--- Extracted material Enclosed Below ---

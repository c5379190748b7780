//! Bounded exponential backoff for control-plane calls.
//!
//! Only [`Transient`](super::ControlPlaneError::Transient) errors are retried. Everything else
//! is returned on the first occurrence. Delays follow
//! `min(max_delay, base_delay * 2^attempt)`.

use std::future::Future;
use std::time::Duration;

use async_trait::async_trait;

use super::{ControlPlane, PlaneResult};
use crate::spec::{SpecDraft, WorkloadSpec};
use crate::types::{ServiceRef, ServiceStatus, SpecId};

/// Default number of retries after the first attempt.
pub const DEFAULT_MAX_RETRIES: u32 = 4;

const DEFAULT_BASE_DELAY: Duration = Duration::from_millis(200);
const DEFAULT_MAX_DELAY: Duration = Duration::from_secs(5);

#[derive(Debug, Clone, Copy, PartialEq, Eq)]
pub struct RetryPolicy {
    pub max_retries: u32,
    pub base_delay: Duration,
    pub max_delay: Duration,
}

impl Default for RetryPolicy {
    fn default() -> Self {
        Self {
            max_retries: DEFAULT_MAX_RETRIES,
            base_delay: DEFAULT_BASE_DELAY,
            max_delay: DEFAULT_MAX_DELAY,
        }
    }
}

impl RetryPolicy {
    /// A policy that never retries.
    pub fn none() -> Self {
        Self {
            max_retries: 0,
            ..Self::default()
        }
    }

    /// Delay before retry number `attempt` (0-based).
    pub fn delay_for(&self, attempt: u32) -> Duration {
        let factor = 2u32.saturating_pow(attempt);
        self.base_delay.saturating_mul(factor).min(self.max_delay)
    }

    /// Run `op`, retrying transient failures.
    pub async fn run<T, F, Fut>(&self, name: &'static str, mut op: F) -> PlaneResult<T>
    where
        F: FnMut() -> Fut,
        Fut: Future<Output = PlaneResult<T>>,
    {
        let mut attempt = 0;
        loop {
            match op().await {
                Ok(v) => return Ok(v),
                Err(e) if e.is_transient() && attempt < self.max_retries => {
                    let delay = self.delay_for(attempt);
                    tracing::warn!(
                        op = name,
                        attempt = attempt + 1,
                        max_retries = self.max_retries,
                        delay_ms = delay.as_millis() as u64,
                        error = %e,
                        "transient control-plane error, retrying"
                    );
                    tokio::time::sleep(delay).await;
                    attempt += 1;
                }
                Err(e) => return Err(e),
            }
        }
    }
}

/// [`ControlPlane`] decorator that retries transient failures.
///
/// `register_spec` is retried too: a registration that succeeded server-side
/// but whose response was lost leaves an orphaned, inactive spec behind.
pub struct RetryingControlPlane<C> {
    inner: C,
    policy: RetryPolicy,
}

impl<C: ControlPlane> RetryingControlPlane<C> {
    pub fn new(inner: C, policy: RetryPolicy) -> Self {
        Self { inner, policy }
    }

    pub fn policy(&self) -> RetryPolicy {
        self.policy
    }
}

#[async_trait]
impl<C: ControlPlane> ControlPlane for RetryingControlPlane<C> {
    async fn get_service(&self, service: &ServiceRef) -> PlaneResult<ServiceStatus> {
        let inner = &self.inner;
        self.policy
            .run("get_service", move || inner.get_service(service))
            .await
    }

    async fn get_active_spec(&self, service: &ServiceRef) -> PlaneResult<WorkloadSpec> {
        let inner = &self.inner;
        self.policy
            .run("get_active_spec", move || inner.get_active_spec(service))
            .await
    }

    async fn register_spec(&self, draft: &SpecDraft) -> PlaneResult<WorkloadSpec> {
        let inner = &self.inner;
        self.policy
            .run("register_spec", move || inner.register_spec(draft))
            .await
    }

    async fn set_active_spec(
        &self,
        service: &ServiceRef,
        spec_id: &SpecId,
        force_new_rollout: bool,
    ) -> PlaneResult<()> {
        let inner = &self.inner;
        self.policy
            .run("set_active_spec", move || {
                inner.set_active_spec(service, spec_id, force_new_rollout)
            })
            .await
    }
}

// ---------------------------------------------------------------------------
// Tests
// ---------------------------------------------------------------------------

#[cfg(test)]
mod tests {
    use super::*;
    use crate::control_plane::{ControlPlaneError, MemoryControlPlane, Operation};
    use crate::spec::{ContainerDefinition, SpecDraft};
    use std::sync::atomic::{AtomicU32, Ordering};
    use std::sync::Arc;

    fn policy(max_retries: u32) -> RetryPolicy {
        RetryPolicy {
            max_retries,
            base_delay: Duration::from_millis(100),
            max_delay: Duration::from_millis(1000),
        }
    }

    #[test]
    fn delay_doubles_and_caps() {
        let p = policy(10);
        assert_eq!(p.delay_for(0), Duration::from_millis(100));
        assert_eq!(p.delay_for(1), Duration::from_millis(200));
        assert_eq!(p.delay_for(3), Duration::from_millis(800));
        assert_eq!(p.delay_for(4), Duration::from_millis(1000));
        assert_eq!(p.delay_for(40), Duration::from_millis(1000));
    }

    #[tokio::test(start_paused = true)]
    async fn transient_errors_are_retried_until_success() {
        let counter = AtomicU32::new(0);
        let calls = &counter;
        let result = policy(3)
            .run("flaky", move || async move {
                let n = calls.fetch_add(1, Ordering::SeqCst);
                if n < 2 {
                    Err(ControlPlaneError::Transient("503".into()))
                } else {
                    Ok(n)
                }
            })
            .await;
        assert_eq!(result.unwrap(), 2);
        assert_eq!(counter.load(Ordering::SeqCst), 3);
    }

    #[tokio::test(start_paused = true)]
    async fn retries_are_bounded() {
        let counter = AtomicU32::new(0);
        let calls = &counter;
        let result: PlaneResult<()> = policy(2)
            .run("flaky", move || async move {
                calls.fetch_add(1, Ordering::SeqCst);
                Err(ControlPlaneError::Transient("timeout".into()))
            })
            .await;
        assert!(result.unwrap_err().is_transient());
        assert_eq!(counter.load(Ordering::SeqCst), 3);
    }

    #[tokio::test(start_paused = true)]
    async fn non_transient_errors_fail_immediately() {
        let counter = AtomicU32::new(0);
        let calls = &counter;
        let result: PlaneResult<()> = policy(5)
            .run("flaky", move || async move {
                calls.fetch_add(1, Ordering::SeqCst);
                Err(ControlPlaneError::Rejected("bad spec".into()))
            })
            .await;
        assert!(matches!(result, Err(ControlPlaneError::Rejected(_))));
        assert_eq!(counter.load(Ordering::SeqCst), 1);
    }

    #[tokio::test(start_paused = true)]
    async fn decorator_hides_a_transient_blip() {
        let mem = Arc::new(MemoryControlPlane::new());
        let svc = ServiceRef::new("c", "api");
        let draft = SpecDraft::new("api", vec![ContainerDefinition::new("api", "img:v1")]);
        mem.seed_service(&svc, &draft, 1).unwrap();
        mem.fail_next(
            Operation::GetActiveSpec,
            ControlPlaneError::Transient("connection reset".into()),
        );

        let plane = RetryingControlPlane::new(Arc::clone(&mem), policy(1));
        let spec = plane.get_active_spec(&svc).await.unwrap();
        assert_eq!(spec.spec_id.as_str(), "api:1");
    }
}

--- End of Enclosed Extracted material ---

Identify the lines of the data that contain the word "crate". Copy each of them.

- **The answer**:
use crate::spec::{SpecDraft, WorkloadSpec};
use crate::types::{ServiceRef, ServiceStatus, SpecId};
    use crate::control_plane::{ControlPlaneError, MemoryControlPlane, Operation};
    use crate::spec::{ContainerDefinition, SpecDraft};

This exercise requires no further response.